Quote:
Originally Posted by vixticator
There was this thing called World War II which idk was just a lil bit worse, so no.
"Doomed" was hyperbolic, but Jiggs' second question is very, very important. This will have unbelievable global economic consequences. They've already begun. Yesterday the Yen carry trade essentially completely unwound in a few hours. Japan switched in a few hours from the worlds largest supplier of cheap funding to one of the largest consumers of funding. Forex desks all over the world got monkeyhammered yesterday. Today will be the margin liquidations. BoJ has already intervened to the tune of $500B of funny money to halt the collapse of equities markets.
Japan lost probably 10% of it's capital stock in an hour. It is an export dependent economy that is completely dependent on commodities imports, since it has very limited mineral resources compared to what it's industrial economy requires. It has no oil and not much coal if any. Their nuclear plants provided 30% of their energy, the rest imported, but thats up in the air now.

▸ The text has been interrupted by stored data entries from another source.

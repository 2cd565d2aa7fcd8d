// ============================================================================
// tgrun-core/src/tool_args.rs
// ============================================================================
//
// TOOL ARGUMENTS: Command lines for the tool's subcommands
//
// The tool exposes two subcommands:
//
//   convert -i INPUT [-o OUTPUT] [EXTRA...]
//   spoof INPUT OUTPUT [EXTRA...]
//
// Extra arguments are entered as one free-form string and split with POSIX
// shell rules (the shlex crate) before being appended verbatim. Paths must be
// valid UTF-8; the tool would otherwise receive a different file name.

// ---- Standard library imports ----
use std::fmt;
use std::path::{Path, PathBuf};

// ---- Internal crate imports ----
use crate::error::{CoreError, CoreResult};

/// The tool subcommand a run performs.
#[derive(Debug, Clone, Copy, PartialEq, Eq)]
pub enum Operation {
    Convert,
    Spoof,
}

impl Operation {
    pub fn as_str(self) -> &'static str {
        match self {
            Operation::Convert => "convert",
            Operation::Spoof => "spoof",
        }
    }
}

impl fmt::Display for Operation {
    fn fmt(&self, f: &mut fmt::Formatter<'_>) -> fmt::Result {
        f.write_str(self.as_str())
    }
}

/// Arguments for `convert`. Without an output the tool picks one itself.
#[derive(Debug, Clone, PartialEq, Eq)]
pub struct ConvertArgs {
    pub input: PathBuf,
    pub output: Option<PathBuf>,
    pub extra: Vec<String>,
}

impl ConvertArgs {
    pub fn new(input: impl Into<PathBuf>) -> Self {
        Self {
            input: input.into(),
            output: None,
            extra: Vec::new(),
        }
    }

    pub fn output(mut self, output: impl Into<PathBuf>) -> Self {
        self.output = Some(output.into());
        self
    }

    /// Splits `extra` with [`split_extra_args`] and stores the result.
    pub fn extra(mut self, extra: &str) -> CoreResult<Self> {
        self.extra = split_extra_args(extra)?;
        Ok(self)
    }

    pub fn to_args(&self) -> CoreResult<Vec<String>> {
        let mut args = vec![
            Operation::Convert.as_str().to_string(),
            "-i".to_string(),
            path_arg(&self.input)?,
        ];
        if let Some(output) = &self.output {
            args.push("-o".to_string());
            args.push(path_arg(output)?);
        }
        args.extend(self.extra.iter().cloned());
        Ok(args)
    }

    pub fn validate(&self) -> CoreResult<()> {
        ensure_input_exists(&self.input)
    }
}

/// Arguments for `spoof`. Both paths are positional and required.
#[derive(Debug, Clone, PartialEq, Eq)]
pub struct SpoofArgs {
    pub input: PathBuf,
    pub output: PathBuf,
    pub extra: Vec<String>,
}

impl SpoofArgs {
    pub fn new(input: impl Into<PathBuf>, output: impl Into<PathBuf>) -> Self {
        Self {
            input: input.into(),
            output: output.into(),
            extra: Vec::new(),
        }
    }

    pub fn extra(mut self, extra: &str) -> CoreResult<Self> {
        self.extra = split_extra_args(extra)?;
        Ok(self)
    }

    pub fn to_args(&self) -> CoreResult<Vec<String>> {
        let mut args = vec![
            Operation::Spoof.as_str().to_string(),
            path_arg(&self.input)?,
            path_arg(&self.output)?,
        ];
        args.extend(self.extra.iter().cloned());
        Ok(args)
    }

    pub fn validate(&self) -> CoreResult<()> {
        ensure_input_exists(&self.input)
    }
}

fn path_arg(path: &Path) -> CoreResult<String> {
    path.to_str().map(str::to_string).ok_or_else(|| {
        CoreError::InvalidArguments(format!("path is not valid UTF-8: {}", path.display()))
    })
}

fn ensure_input_exists(input: &Path) -> CoreResult<()> {
    if input.is_file() {
        Ok(())
    } else {
        Err(CoreError::InputNotFound(input.to_path_buf()))
    }
}

/// Splits a free-form argument string the way a POSIX shell would.
///
/// Single quotes are literal, double quotes honour backslash escapes, words
/// are separated by spaces, tabs and newlines, and a word starting with `#`
/// begins a comment. Blank input yields no arguments.
pub fn split_extra_args(input: &str) -> CoreResult<Vec<String>> {
    shlex::split(input).ok_or_else(|| {
        CoreError::InvalidArguments(format!(
            "unterminated quote or trailing backslash in extra arguments: {input}"
        ))
    })
}

#[cfg(test)]
mod tests {
    use super::*;

    #[test]
    fn convert_args_shape() {
        let args = ConvertArgs::new("clip.mp4").to_args().unwrap();
        assert_eq!(args, ["convert", "-i", "clip.mp4"]);

        let args = ConvertArgs::new("clip.mp4")
            .output("out.webm")
            .extra("--fps 30")
            .unwrap()
            .to_args()
            .unwrap();
        assert_eq!(args, ["convert", "-i", "clip.mp4", "-o", "out.webm", "--fps", "30"]);
    }

    #[test]
    fn spoof_args_shape() {
        let args = SpoofArgs::new("in.webm", "out.webm")
            .extra("--verbose")
            .unwrap()
            .to_args()
            .unwrap();
        assert_eq!(args, ["spoof", "in.webm", "out.webm", "--verbose"]);
    }

    #[test]
    fn split_handles_quotes_and_escapes() {
        assert_eq!(split_extra_args("").unwrap(), Vec::<String>::new());
        assert_eq!(split_extra_args("   ").unwrap(), Vec::<String>::new());
        assert_eq!(
            split_extra_args(r#"--title "my sticker" --tag 'a b'"#).unwrap(),
            ["--title", "my sticker", "--tag", "a b"]
        );
        assert_eq!(split_extra_args(r"a\ b c").unwrap(), ["a b", "c"]);
        assert_eq!(split_extra_args(r#""say \"hi\"""#).unwrap(), [r#"say "hi""#]);
        assert_eq!(split_extra_args(r#"'it'"'"'s'"#).unwrap(), ["it's"]);
        assert_eq!(split_extra_args("'' x").unwrap(), ["", "x"]);
        assert_eq!(split_extra_args(r#""a\n""#).unwrap(), [r"a\n"]);
    }

    #[test]
    fn split_only_breaks_on_shell_whitespace() {
        assert_eq!(split_extra_args("a\tb\nc").unwrap(), ["a", "b", "c"]);
        assert_eq!(split_extra_args("--title a\u{a0}b").unwrap(), ["--title", "a\u{a0}b"]);
    }

    #[test]
    fn split_rejects_unterminated_input() {
        assert!(matches!(
            split_extra_args("--title 'oops"),
            Err(CoreError::InvalidArguments(_))
        ));
        assert!(matches!(
            split_extra_args("\"half"),
            Err(CoreError::InvalidArguments(_))
        ));
        assert!(matches!(
            split_extra_args("trailing\\"),
            Err(CoreError::InvalidArguments(_))
        ));
    }

    #[cfg(unix)]
    #[test]
    fn non_utf8_paths_are_rejected() {
        use std::ffi::OsStr;
        use std::os::unix::ffi::OsStrExt;

        let input = PathBuf::from(OsStr::from_bytes(b"clip\xff.mp4"));
        assert!(matches!(
            ConvertArgs::new(&input).to_args(),
            Err(CoreError::InvalidArguments(_))
        ));
        assert!(matches!(
            SpoofArgs::new("in.webm", &input).to_args(),
            Err(CoreError::InvalidArguments(_))
        ));
    }

    #[test]
    fn validate_requires_existing_input() {
        let missing = ConvertArgs::new("/definitely/not/here.mp4");
        assert!(matches!(missing.validate(), Err(CoreError::InputNotFound(_))));

        let dir = tempfile::tempdir().unwrap();
        let input = dir.path().join("in.webm");
        std::fs::write(&input, b"webm").unwrap();
        assert!(SpoofArgs::new(&input, dir.path().join("out.webm")).validate().is_ok());
    }
}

So they were already going to get wafflecrushed by flagging foreign demand for their exports and skyrocketing input prices for commodities and oil. Now they will need to import that much more in inputs, but it won't go to exports, it will go to rebuilding, ie just trying to fill the hole back in.
This all has enormous implications for the global economy, financial markets, etc. With a big chunk of their capital stock wiped out and a huge fraction of their GDP in suspended animation (rolling blackouts have shut down manufacturing across the country) people will start tapping their savings, govt revenues plummet just as govt spending will have to skyrocket. Japan could have an internal funding crisis. They will almost certainly halt US Treasury purchases. Ben Bernanke will have to make up that demand. They will almost almost certainly have to start selling UST to fund rebuilding. Ben will have to buy those, too. That will put huge pressure on the $.

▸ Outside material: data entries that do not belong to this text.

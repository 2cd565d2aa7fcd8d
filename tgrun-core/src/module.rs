//! In-process entry points.
//!
//! An entry point is the tool's `main` compiled into the current binary. It
//! reads its command line from [`crate::ambient::args`], writes through
//! [`crate::ambient::stdout`] / [`crate::ambient::stderr`] and may request a
//! specific exit status with [`crate::ambient::exit`]. The registry is what the
//! resolver consults when deciding whether the tool is "importable".

use std::collections::HashMap;
use std::fmt;
use std::sync::{Arc, PoisonError, RwLock};

/// The tool's entry point, invoked inline by the in-process supervisor.
pub trait EntryPoint: Send + Sync {
    /// Runs the tool to completion. `Ok` maps to exit code 0, `Err` to 1.
    fn run(&self) -> anyhow::Result<()>;
}

impl<F> EntryPoint for F
where
    F: Fn() -> anyhow::Result<()> + Send + Sync,
{
    fn run(&self) -> anyhow::Result<()> {
        self()
    }
}

/// Name-indexed table of entry points available in this process.
///
/// Cloning is cheap and clones share the same table.
#[derive(Clone, Default)]
pub struct ModuleRegistry {
    modules: Arc<RwLock<HashMap<String, Arc<dyn EntryPoint>>>>,
}

impl ModuleRegistry {
    pub fn new() -> Self {
        Self::default()
    }

    /// Registers a `main`-like closure under `name`, replacing any previous
    /// registration.
    pub fn register<F>(&self, name: impl Into<String>, main: F)
    where
        F: Fn() -> anyhow::Result<()> + Send + Sync + 'static,
    {
        self.register_entry(name, Arc::new(main));
    }

    pub fn register_entry(&self, name: impl Into<String>, entry: Arc<dyn EntryPoint>) {
        let name = name.into();
        log::debug!("Registering in-process module '{name}'");
        self.modules
            .write()
            .unwrap_or_else(PoisonError::into_inner)
            .insert(name, entry);
    }

    pub fn unregister(&self, name: &str) -> bool {
        self.modules
            .write()
            .unwrap_or_else(PoisonError::into_inner)
            .remove(name)
            .is_some()
    }

    pub fn get(&self, name: &str) -> Option<Arc<dyn EntryPoint>> {
        self.modules
            .read()
            .unwrap_or_else(PoisonError::into_inner)
            .get(name)
            .cloned()
    }

    pub fn contains(&self, name: &str) -> bool {
        self.modules
            .read()
            .unwrap_or_else(PoisonError::into_inner)
            .contains_key(name)
    }
}

impl fmt::Debug for ModuleRegistry {
    fn fmt(&self, f: &mut fmt::Formatter<'_>) -> fmt::Result {
        let modules = self.modules.read().unwrap_or_else(PoisonError::into_inner);
        let mut names: Vec<&String> = modules.keys().collect();
        names.sort();
        f.debug_struct("ModuleRegistry").field("modules", &names).finish()
    }
}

Nevermind the growing instability in the middle east, the fact that there is now no possible way that Bernanke can stop QE, so the sell off in commodities will likely be short lived and inflation will accelerate (largest monthly increase in US food prices in 37 years last month, btw). Nevermind the European periphery is about to collapse. Nevermind the ongoing housing market collapse. Necermind the $180T in exposure to interest rate swaps that the top 5 TBTF banks have. Etc, etc, etc.
There is a flock of black swans in the air. Their leader is circling to make a landing, and he is Japanese.